**Task requirements**
Only the lines below starting at the one that contains "one bundle only." and ending at the one that contains "bundle depends on." are to be reproduced, exactly and with both ends kept.

**Records for this task**
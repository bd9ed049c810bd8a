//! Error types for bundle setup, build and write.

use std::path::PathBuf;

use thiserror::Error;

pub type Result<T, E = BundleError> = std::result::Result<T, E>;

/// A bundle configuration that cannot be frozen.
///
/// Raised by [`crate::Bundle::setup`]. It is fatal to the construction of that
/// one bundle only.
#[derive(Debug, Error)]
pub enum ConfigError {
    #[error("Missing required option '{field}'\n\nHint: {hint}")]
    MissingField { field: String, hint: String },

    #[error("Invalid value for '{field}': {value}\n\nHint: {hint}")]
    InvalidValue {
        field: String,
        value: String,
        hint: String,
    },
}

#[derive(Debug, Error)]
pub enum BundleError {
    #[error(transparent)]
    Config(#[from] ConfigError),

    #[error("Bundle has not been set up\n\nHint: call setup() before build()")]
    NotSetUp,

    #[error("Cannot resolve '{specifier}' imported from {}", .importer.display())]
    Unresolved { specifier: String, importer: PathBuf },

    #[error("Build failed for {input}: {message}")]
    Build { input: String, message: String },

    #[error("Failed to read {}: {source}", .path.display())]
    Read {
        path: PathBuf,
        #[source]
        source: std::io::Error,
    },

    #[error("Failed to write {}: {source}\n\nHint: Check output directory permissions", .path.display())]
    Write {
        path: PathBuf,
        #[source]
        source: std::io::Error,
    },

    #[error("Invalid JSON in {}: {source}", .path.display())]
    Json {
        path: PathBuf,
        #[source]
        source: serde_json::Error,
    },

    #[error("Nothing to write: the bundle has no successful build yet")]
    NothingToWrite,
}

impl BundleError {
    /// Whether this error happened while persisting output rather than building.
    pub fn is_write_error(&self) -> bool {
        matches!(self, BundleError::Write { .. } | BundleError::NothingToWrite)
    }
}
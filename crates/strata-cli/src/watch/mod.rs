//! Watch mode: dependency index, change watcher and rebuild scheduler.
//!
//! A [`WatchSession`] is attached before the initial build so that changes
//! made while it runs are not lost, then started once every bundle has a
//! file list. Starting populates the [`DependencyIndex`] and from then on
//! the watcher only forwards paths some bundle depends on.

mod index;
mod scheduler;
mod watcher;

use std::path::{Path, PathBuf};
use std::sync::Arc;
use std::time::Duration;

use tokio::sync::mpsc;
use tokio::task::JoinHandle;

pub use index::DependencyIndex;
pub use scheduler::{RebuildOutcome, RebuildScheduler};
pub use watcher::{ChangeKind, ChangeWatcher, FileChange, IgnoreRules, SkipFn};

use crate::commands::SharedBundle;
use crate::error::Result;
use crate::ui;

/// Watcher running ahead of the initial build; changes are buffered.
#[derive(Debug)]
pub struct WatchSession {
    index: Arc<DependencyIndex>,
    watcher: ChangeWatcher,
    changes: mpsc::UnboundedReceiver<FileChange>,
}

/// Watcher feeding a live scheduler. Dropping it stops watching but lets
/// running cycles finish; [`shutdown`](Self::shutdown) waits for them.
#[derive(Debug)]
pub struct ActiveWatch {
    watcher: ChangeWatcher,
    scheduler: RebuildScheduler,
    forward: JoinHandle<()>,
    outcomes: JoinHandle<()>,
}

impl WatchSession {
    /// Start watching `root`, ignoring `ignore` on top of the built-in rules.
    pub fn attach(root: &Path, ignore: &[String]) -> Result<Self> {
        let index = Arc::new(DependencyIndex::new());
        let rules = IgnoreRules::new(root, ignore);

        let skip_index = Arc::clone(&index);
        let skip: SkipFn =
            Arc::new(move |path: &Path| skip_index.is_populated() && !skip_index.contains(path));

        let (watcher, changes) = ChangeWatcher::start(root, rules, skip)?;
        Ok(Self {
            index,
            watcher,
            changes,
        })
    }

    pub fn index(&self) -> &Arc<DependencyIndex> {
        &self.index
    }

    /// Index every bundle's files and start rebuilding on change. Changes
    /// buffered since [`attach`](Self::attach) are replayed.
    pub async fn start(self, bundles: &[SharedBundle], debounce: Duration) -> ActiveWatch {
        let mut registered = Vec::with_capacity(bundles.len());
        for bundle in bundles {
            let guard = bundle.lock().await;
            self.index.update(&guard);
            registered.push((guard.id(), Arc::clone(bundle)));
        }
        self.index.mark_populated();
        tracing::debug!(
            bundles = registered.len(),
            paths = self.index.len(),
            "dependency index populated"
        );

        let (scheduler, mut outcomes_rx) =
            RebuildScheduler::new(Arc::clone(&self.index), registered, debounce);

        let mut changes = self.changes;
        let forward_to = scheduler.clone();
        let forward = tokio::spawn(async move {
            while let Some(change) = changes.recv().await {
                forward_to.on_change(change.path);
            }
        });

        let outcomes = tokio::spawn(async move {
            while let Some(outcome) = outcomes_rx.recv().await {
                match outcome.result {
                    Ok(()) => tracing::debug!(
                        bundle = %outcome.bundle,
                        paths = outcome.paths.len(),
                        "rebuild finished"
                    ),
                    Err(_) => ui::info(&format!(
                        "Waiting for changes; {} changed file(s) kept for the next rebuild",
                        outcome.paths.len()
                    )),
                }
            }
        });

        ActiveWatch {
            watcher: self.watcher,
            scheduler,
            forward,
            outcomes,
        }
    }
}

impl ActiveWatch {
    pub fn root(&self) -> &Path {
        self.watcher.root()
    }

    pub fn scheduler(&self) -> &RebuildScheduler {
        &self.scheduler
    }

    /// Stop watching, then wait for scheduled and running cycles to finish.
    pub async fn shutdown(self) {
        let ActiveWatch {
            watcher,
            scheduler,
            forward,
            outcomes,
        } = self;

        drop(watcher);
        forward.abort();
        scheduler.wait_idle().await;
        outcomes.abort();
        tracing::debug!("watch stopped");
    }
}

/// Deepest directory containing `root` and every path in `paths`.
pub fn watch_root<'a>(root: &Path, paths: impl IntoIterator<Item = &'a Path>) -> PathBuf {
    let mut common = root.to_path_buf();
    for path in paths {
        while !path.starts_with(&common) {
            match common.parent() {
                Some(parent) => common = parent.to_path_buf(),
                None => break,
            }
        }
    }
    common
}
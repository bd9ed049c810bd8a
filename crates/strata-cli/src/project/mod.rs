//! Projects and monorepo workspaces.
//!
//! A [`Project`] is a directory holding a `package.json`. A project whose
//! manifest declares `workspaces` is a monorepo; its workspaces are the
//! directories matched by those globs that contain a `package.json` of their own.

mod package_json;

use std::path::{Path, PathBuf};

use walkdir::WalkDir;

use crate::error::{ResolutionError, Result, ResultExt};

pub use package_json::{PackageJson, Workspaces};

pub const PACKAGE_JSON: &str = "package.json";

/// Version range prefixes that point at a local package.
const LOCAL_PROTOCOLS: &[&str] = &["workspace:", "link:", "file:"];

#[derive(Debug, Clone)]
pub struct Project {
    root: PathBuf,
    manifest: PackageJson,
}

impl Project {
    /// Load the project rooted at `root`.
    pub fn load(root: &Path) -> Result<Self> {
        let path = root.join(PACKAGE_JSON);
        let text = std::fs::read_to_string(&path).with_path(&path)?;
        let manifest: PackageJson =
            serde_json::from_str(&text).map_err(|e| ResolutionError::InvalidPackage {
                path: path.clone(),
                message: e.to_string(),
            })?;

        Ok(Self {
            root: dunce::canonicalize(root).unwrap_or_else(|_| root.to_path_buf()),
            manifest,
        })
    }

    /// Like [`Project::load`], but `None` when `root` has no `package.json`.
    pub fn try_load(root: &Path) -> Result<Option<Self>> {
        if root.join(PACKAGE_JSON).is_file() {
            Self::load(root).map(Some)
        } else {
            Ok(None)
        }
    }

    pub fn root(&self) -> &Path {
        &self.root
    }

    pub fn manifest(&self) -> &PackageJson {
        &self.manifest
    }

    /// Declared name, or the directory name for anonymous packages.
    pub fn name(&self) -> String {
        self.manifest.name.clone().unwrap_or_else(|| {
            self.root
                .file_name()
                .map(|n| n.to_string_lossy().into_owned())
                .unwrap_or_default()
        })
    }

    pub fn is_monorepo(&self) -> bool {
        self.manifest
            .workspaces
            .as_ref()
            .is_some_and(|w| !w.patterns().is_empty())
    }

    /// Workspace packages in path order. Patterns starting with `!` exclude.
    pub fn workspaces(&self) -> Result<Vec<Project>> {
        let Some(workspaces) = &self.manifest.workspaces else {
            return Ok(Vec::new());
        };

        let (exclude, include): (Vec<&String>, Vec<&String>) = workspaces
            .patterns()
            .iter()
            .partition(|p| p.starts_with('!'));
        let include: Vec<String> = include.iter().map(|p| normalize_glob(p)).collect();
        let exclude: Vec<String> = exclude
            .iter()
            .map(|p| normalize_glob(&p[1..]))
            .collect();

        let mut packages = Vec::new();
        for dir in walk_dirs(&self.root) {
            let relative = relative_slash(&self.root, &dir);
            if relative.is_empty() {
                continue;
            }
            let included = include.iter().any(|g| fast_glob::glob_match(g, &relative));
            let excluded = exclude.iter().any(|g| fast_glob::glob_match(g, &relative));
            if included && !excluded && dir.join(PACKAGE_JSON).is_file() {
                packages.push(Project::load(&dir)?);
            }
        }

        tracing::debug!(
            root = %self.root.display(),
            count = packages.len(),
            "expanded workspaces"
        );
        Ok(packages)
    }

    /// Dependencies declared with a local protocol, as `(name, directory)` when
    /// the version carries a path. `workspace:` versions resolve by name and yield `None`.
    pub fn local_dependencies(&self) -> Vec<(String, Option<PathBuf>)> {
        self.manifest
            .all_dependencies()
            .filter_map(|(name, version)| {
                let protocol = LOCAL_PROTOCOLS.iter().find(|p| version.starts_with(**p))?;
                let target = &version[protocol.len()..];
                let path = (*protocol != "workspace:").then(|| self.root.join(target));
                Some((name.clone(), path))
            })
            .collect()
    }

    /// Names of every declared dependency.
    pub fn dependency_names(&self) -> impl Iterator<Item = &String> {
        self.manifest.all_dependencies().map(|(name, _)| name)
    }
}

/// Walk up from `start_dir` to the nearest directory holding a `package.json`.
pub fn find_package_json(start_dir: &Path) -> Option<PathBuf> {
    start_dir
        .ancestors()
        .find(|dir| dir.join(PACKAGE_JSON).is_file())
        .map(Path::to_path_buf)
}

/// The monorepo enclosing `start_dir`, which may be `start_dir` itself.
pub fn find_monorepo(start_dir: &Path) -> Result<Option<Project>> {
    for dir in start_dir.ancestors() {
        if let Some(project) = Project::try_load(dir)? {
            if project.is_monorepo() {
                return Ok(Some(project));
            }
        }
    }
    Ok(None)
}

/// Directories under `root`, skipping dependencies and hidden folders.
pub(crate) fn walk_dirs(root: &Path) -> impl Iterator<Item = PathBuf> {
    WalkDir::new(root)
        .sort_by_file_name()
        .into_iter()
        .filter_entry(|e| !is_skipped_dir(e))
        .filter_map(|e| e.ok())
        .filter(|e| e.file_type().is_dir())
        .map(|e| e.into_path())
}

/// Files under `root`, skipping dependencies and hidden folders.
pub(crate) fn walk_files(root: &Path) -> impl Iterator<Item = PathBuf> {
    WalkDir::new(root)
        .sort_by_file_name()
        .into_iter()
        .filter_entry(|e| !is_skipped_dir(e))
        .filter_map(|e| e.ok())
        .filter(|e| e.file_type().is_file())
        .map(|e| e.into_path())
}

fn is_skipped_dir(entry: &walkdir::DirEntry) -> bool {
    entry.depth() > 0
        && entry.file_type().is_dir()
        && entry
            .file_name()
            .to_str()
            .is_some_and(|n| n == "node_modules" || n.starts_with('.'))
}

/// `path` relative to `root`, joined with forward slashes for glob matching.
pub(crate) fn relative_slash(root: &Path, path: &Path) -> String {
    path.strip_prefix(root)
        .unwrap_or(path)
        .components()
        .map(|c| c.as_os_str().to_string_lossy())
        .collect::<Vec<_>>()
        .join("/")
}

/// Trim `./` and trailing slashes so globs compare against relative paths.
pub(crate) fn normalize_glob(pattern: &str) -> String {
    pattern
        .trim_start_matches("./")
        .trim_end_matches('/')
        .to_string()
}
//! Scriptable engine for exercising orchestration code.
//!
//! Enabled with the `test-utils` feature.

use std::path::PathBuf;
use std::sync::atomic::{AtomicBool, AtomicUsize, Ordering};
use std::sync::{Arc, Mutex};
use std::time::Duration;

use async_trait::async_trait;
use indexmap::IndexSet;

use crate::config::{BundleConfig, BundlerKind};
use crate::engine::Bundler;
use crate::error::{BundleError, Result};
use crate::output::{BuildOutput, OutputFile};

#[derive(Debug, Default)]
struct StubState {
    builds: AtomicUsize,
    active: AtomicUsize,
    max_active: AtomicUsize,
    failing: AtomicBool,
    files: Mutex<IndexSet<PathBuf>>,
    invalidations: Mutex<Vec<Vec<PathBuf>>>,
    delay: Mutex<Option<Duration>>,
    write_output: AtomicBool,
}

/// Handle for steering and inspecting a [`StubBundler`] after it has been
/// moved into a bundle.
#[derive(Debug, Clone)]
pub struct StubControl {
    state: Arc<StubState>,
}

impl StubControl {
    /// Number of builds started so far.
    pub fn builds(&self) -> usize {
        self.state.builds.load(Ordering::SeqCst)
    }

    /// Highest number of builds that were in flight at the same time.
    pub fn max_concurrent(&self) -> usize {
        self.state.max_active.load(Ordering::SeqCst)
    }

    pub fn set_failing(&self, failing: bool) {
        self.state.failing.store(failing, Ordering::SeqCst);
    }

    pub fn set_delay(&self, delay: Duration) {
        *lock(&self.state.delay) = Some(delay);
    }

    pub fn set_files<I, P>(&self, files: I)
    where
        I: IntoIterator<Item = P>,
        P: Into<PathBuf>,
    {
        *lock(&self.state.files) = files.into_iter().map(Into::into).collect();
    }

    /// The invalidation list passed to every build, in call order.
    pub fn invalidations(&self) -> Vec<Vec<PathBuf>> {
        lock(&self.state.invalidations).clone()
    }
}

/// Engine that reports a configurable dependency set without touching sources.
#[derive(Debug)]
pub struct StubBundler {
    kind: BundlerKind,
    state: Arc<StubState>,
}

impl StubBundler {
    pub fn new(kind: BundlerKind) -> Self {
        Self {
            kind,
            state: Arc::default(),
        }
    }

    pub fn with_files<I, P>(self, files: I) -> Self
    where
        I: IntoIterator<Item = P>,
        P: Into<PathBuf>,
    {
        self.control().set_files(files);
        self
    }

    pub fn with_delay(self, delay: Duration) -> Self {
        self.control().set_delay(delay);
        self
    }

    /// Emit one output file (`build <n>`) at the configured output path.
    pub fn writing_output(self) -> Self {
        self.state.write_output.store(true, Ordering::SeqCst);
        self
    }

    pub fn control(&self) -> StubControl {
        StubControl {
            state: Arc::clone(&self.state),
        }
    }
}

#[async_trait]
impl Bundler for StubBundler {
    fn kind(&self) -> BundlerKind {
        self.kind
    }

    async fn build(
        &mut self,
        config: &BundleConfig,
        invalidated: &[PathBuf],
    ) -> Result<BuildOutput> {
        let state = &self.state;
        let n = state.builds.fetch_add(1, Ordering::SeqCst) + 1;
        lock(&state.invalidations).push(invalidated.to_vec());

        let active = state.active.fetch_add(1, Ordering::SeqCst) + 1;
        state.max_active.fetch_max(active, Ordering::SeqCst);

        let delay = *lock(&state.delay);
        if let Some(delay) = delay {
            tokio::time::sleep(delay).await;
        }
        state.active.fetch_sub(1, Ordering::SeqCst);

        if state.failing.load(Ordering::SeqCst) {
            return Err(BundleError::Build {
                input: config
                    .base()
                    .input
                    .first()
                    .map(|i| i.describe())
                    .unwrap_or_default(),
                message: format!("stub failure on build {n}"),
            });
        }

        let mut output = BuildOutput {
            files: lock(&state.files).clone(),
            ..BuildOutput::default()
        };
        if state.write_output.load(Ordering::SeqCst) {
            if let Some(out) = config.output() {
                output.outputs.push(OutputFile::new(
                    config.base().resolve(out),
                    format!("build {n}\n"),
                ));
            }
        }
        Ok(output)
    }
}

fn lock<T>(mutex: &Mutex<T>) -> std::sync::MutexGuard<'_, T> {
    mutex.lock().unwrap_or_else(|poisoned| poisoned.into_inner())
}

**Solution for this task**
/// one bundle only.
#[derive(Debug, Error)]
pub enum ConfigError {
    #[error("Missing required option '{field}'\n\nHint: {hint}")]
    MissingField { field: String, hint: String },

    #[error("Invalid value for '{field}': {value}\n\nHint: {hint}")]
    InvalidValue {
        field: String,
        value: String,
        hint: String,
    },
}

#[derive(Debug, Error)]
pub enum BundleError {
    #[error(transparent)]
    Config(#[from] ConfigError),

    #[error("Bundle has not been set up\n\nHint: call setup() before build()")]
    NotSetUp,

    #[error("Cannot resolve '{specifier}' imported from {}", .importer.display())]
    Unresolved { specifier: String, importer: PathBuf },

    #[error("Build failed for {input}: {message}")]
    Build { input: String, message: String },

    #[error("Failed to read {}: {source}", .path.display())]
    Read {
        path: PathBuf,
        #[source]
        source: std::io::Error,
    },

    #[error("Failed to write {}: {source}\n\nHint: Check output directory permissions", .path.display())]
    Write {
        path: PathBuf,
        #[source]
        source: std::io::Error,
    },

    #[error("Invalid JSON in {}: {source}", .path.display())]
    Json {
        path: PathBuf,
        #[source]
        source: serde_json::Error,
    },

    #[error("Nothing to write: the bundle has no successful build yet")]
    NothingToWrite,
}

impl BundleError {
    /// Whether this error happened while persisting output rather than building.
    pub fn is_write_error(&self) -> bool {
        matches!(self, BundleError::Write { .. } | BundleError::NothingToWrite)
    }
}
filename crates/strata-cli/src/watch/mod.rs
//! Watch mode: dependency index, change watcher and rebuild scheduler.
//!
//! A [`WatchSession`] is attached before the initial build so that changes
//! made while it runs are not lost, then started once every bundle has a
//! file list. Starting populates the [`DependencyIndex`] and from then on
//! the watcher only forwards paths some bundle depends on.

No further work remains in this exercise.